Law360 – , New York (March 10, 2016, 7:31 PM ET) — Management consultants, a comprehensive operating manual and an elaborate computer system are ways McDonald’s controls the terms and conditions of franchise workers’ employment, the National Labor Relations Board argued Thursday in opening statements at a hearing over whether the company is a joint-employer of the franchisees’ employees.

The NLRB general counsel, along with union attorneys, McDonald’s USA LLC lawyers and a handful of franchisees’ attorneys gathered in a Manhattan courtroom — joined remotely by their counterparts in regions across the U.S. — to hash out whether McDonald’s can be held liable alongside its franchisees for violations of the National Labor Relations Act.

In his opening statement Thursday, NLRB attorney Jamie Rucker argued that McDonald’s uses business consultants — who monitor staffing and business practices and conduct periodic reviews of implementation of those practices — to exert control over its franchisees.
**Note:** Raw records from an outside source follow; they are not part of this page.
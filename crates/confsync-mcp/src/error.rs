//! Closed set of conditions surfaced by sync operations.

use std::path::PathBuf;

use thiserror::Error;
use uuid::Uuid;

use crate::model::TargetKind;

/// Error returned by every engine operation.
///
/// Each variant renders as a single line suitable for a user notification.
#[derive(Debug, Error)]
pub enum SyncError {
    /// The target's config directory does not exist.
    #[error("{0} is not installed (config directory not found)")]
    NotInstalled(TargetKind),

    /// A caller-supplied entry list could not be read as the target's schema.
    #[error("invalid {target} entry: {message}")]
    Parse { target: TargetKind, message: String },

    #[error("reorder index out of range (from={from}, to={to}, len={len})")]
    OutOfRange { from: usize, to: usize, len: usize },

    #[error("{}: {source}", path.display())]
    Io {
        path: PathBuf,
        #[source]
        source: std::io::Error,
    },

    /// Sync requested without any managed entry to write.
    #[error("no models selected")]
    NoSelection,

    #[error("no backup found for {0}")]
    NoBackup(TargetKind),

    #[error("unknown entry {0}")]
    UnknownEntry(Uuid),

    #[error("unknown config file '{file}' for {target}")]
    UnknownFile { target: TargetKind, file: String },

    /// The blocking worker running the operation panicked or was cancelled.
    #[error("sync task failed: {0}")]
    Task(String),
}

impl SyncError {
    pub(crate) fn io(path: impl Into<PathBuf>, source: std::io::Error) -> Self {
        SyncError::Io {
            path: path.into(),
            source,
        }
    }
}

pub type Result<T> = std::result::Result<T, SyncError>;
Rucker said the company’s thousands-of-pages-long operating manual and point-of-sale and scheduling systems contribute to franchisees having little say over the terms and conditions of workers’ employment.

“Given how McDonald’s dictates working conditions, it is responsible for what happens to those workers,” Rucker said, calling his reading of McDonald’s relationship with its franchisees a “straightforward and reasonable application of the joint-employer doctrine.”
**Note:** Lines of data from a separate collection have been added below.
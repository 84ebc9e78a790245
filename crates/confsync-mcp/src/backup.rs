//! One-time snapshot of a target's original config file, and restores.
//!
//! State lives on disk only: a target is backed up exactly when the
//! `<file>.antigravity.bak` artifact exists.

use std::ffi::OsString;
use std::path::{Path, PathBuf};

use crate::error::{Result, SyncError};
use crate::model::TargetKind;
use crate::persist::{read_optional, write_atomic};

pub const BACKUP_SUFFIX: &str = ".antigravity.bak";
/// Suffix for raw content that could not be parsed before it was overwritten.
pub const UNPARSED_SUFFIX: &str = ".antigravity.unparsed";

#[derive(Debug, Clone, Copy, PartialEq, Eq)]
pub enum BackupState {
    NoBackup,
    BackedUp,
}

fn with_suffix(path: &Path, suffix: &str) -> PathBuf {
    let mut name: OsString = path.file_name().map(|n| n.to_os_string()).unwrap_or_default();
    name.push(suffix);
    path.with_file_name(name)
}

#[derive(Debug, Clone)]
pub struct BackupFile {
    kind: TargetKind,
    live: PathBuf,
    backup: PathBuf,
}

impl BackupFile {
    pub fn new(kind: TargetKind, live: impl Into<PathBuf>) -> Self {
        let live = live.into();
        let backup = with_suffix(&live, BACKUP_SUFFIX);
        Self { kind, live, backup }
    }

    pub fn backup_path(&self) -> &Path {
        &self.backup
    }

    pub fn state(&self) -> BackupState {
        if self.backup.is_file() {
            BackupState::BackedUp
        } else {
            BackupState::NoBackup
        }
    }

    /// Snapshot the live file unless a backup already exists. A missing live
    /// file is snapshotted as `default_content`. Returns whether a snapshot
    /// was taken.
    pub fn ensure(&self, default_content: &str) -> Result<bool> {
        if self.state() == BackupState::BackedUp {
            return Ok(false);
        }
        let original = read_optional(&self.live)?;
        let content = original.as_deref().unwrap_or(default_content);
        write_atomic(&self.backup, content)?;
        tracing::info!(
            "created backup {} (original {})",
            self.backup.display(),
            if original.is_some() { "present" } else { "absent" }
        );
        Ok(true)
    }

    /// Overwrite the live file with the snapshot. The backup is kept, so this
    /// can be repeated.
    pub fn restore_from_backup(&self) -> Result<()> {
        let snapshot = read_optional(&self.backup)?.ok_or(SyncError::NoBackup(self.kind))?;
        write_atomic(&self.live, &snapshot)?;
        tracing::info!("restored {} from {}", self.live.display(), self.backup.display());
        Ok(())
    }

    /// Overwrite the live file with the target's skeleton.
    pub fn restore_to_default(&self, default_content: &str) -> Result<()> {
        write_atomic(&self.live, default_content)?;
        tracing::info!("reset {} to default", self.live.display());
        Ok(())
    }

    /// Keep raw content that failed to parse next to the live file.
    pub fn preserve_unparsed(&self, raw: &str) -> Result<PathBuf> {
        let path = with_suffix(&self.live, UNPARSED_SUFFIX);
        write_atomic(&path, raw)?;
        tracing::warn!("kept unparseable content in {}", path.display());
        Ok(path)
    }
}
However, McDonald’s attorney Willis Goldsmith of Jones Day, citing a federal court judge, called the NLRB general counsel the “litigation arm of the [Service Employees International Union]” and said the NLRB’s prosecutorial office was doing the bidding of unions and community activists who want to assign responsibilities to McDonald’s that just don’t exist.

“McDonald’s does not have the infrastructure that [the general counsel] thinks exists to exert control,” Goldsmith said. There are 3,900 owner-operator companies, or franchisees, with more than 13,000 restaurants across the country — McDonald’s isn’t set up to administer human resources at that scale, he said.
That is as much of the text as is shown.